2019-01-25 11:46:11 | ノベル

堕天使マヤ・第三章 遍路歴程・13
『「さ」すけ村・2』
        

 

 

 無理です……

 

 恵美が怖気づいてしまった。

 仕方がないだろう、SASUKEのフルコースをコンプリートしなければ先へ進めないのだから。

「まあ、しばらく眺めていようよ」

 マヤは傍らの岩に腰掛け、すぐ横の岩をトンと叩いた。横に座れと言うことだ。

 座ってどうするんだという気持ちはあったが、マヤの圧に負けて、とりあえず腰を掛ける。

「えと……眺めて、どうするのかな……」

「座ってりゃ分かる」

「……ですか」

 

 しばらくすると、峠を越えてくる何人かの声が聞こえてきた。

 

「ほら、やってきた」

 声の主は、虚空蔵菩薩さんのところで十三参りを済ませた中坊たちだ。ほとんどの中坊はお参りしたことで満足したり納得したりしているが、やはり個性なんだろう。何パーセントかの中坊はさすけ村への道に気づいてやってきたのだ。「これは無理だ」と引き返す者がほとんどだが、数名の中坊が腕まくりをして靴ひもを締め直してチャレンジすることになった。

「知恵の信奉者が、なんで、こんな筋肉バカみたいなことを……」

「見ていれば分かるわ」

 体格の良い十人ほどがスタート台に並んだ。

 後から続いてきた者たちは、あちこちで見物を決め込んだり自分もやってみようかと並んだりする。

 MCをかって出る者も出てきて、ちょっとしたお祭り騒ぎになってしまった。

 

 ヨーーーーイ……スタート!

 

 お祭りが始まった。

 二人だけが難関の『そそり立つ壁』までこぎつけて、一人が成功して第二ステージへ進んだがクリフハンガーで失敗した。

 ギャラリーが悲鳴とも歓声ともつかぬ声をあげる。すると、その声に酔ったように次の十人がスタート台を目指した。

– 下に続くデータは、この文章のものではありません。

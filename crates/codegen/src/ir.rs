//! TypeScript IR for the generated SDK files.
//!
//! Only the handful of shapes the SDK needs are modelled: imports,
//! re-exports and the default-exported object of a controller file.

/// Import statement.
#[derive(Debug, Clone, PartialEq, Eq)]
pub struct TsImport {
    /// Items to import.
    pub items: Vec<ImportItem>,
    /// Module specifier.
    pub from: String,
    /// Whether this is an `import type`.
    pub type_only: bool,
}

/// Import item.
#[derive(Debug, Clone, PartialEq, Eq)]
pub struct ImportItem {
    /// Exported name.
    pub name: String,
    /// Local alias.
    pub alias: Option<String>,
}

impl ImportItem {
    /// Item without alias.
    pub fn named(name: impl Into<String>) -> Self {
        Self {
            name: name.into(),
            alias: None,
        }
    }
}

/// `export { default as name } from "./name";`
#[derive(Debug, Clone, PartialEq, Eq)]
pub struct ReExport {
    /// Exported name.
    pub name: String,
    /// Module specifier.
    pub from: String,
}

/// Method parameter with an inline type.
#[derive(Debug, Clone, PartialEq, Eq)]
pub struct TsParam {
    /// Name.
    pub name: String,
    /// Type text.
    pub ty: String,
    /// Default value, which makes the parameter omissible.
    pub default: Option<String>,
}

/// One method of an object literal.
#[derive(Debug, Clone, PartialEq, Eq)]
pub struct ObjectMethod {
    /// Line comment above the method.
    pub comment: Option<String>,
    /// Name.
    pub name: String,
    /// Parameters.
    pub params: Vec<TsParam>,
    /// Return type text.
    pub return_type: String,
    /// Body lines, unindented.
    pub body: Vec<String>,
}

/// A controller file: header comments, imports and a default-exported object.
#[derive(Debug, Clone, PartialEq, Eq)]
pub struct ControllerModule {
    /// `///` header lines.
    pub header: Vec<String>,
    /// Imports.
    pub imports: Vec<TsImport>,
    /// Methods of the exported object.
    pub methods: Vec<ObjectMethod>,
}

/// A module index file re-exporting its controllers.
#[derive(Debug, Clone, PartialEq, Eq)]
pub struct IndexModule {
    /// `///` header lines.
    pub header: Vec<String>,
    /// Re-exports.
    pub exports: Vec<ReExport>,
}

 結果的に百人近い中坊たちがチャレンジして、数人が怪我をして二人が救急車で搬送され、お祭りは終わった。

「だれもクリアーできなかったね」

「勢いでやっただけだからね」

「知恵の勢い?」

「うん、文殊菩薩さんは、こういうのが嫌だったんだよね……さ、行こうか」

「どこへ?」

「決まってる、さすけ村」

「無理だよ、こんなの」

「そこ、見てみ」

 マヤが指差した方にはスタッフオンリーと札とプラスチックのチェーンで通せんぼされた小道があった。

「いくよ」

「あ、だって」

 マヤはチェーンを外して入っていく、恵美はおっかなびっくりで続いた。

 

 小道を進んでいくと、SASUKEのコースを横に見ながら進むことになる。

 そしてビックリした!

 あれこれのコース設備が消えていくのだ。

 しまいには、SASUKEの設備は全部消えてしまって、ただの田舎道に変わってしまった。

「フフ、ただの3Dだったのよ」

「バーチャルだったの!?」

 

 小道がおしまいになると、前方に人の気配がした……。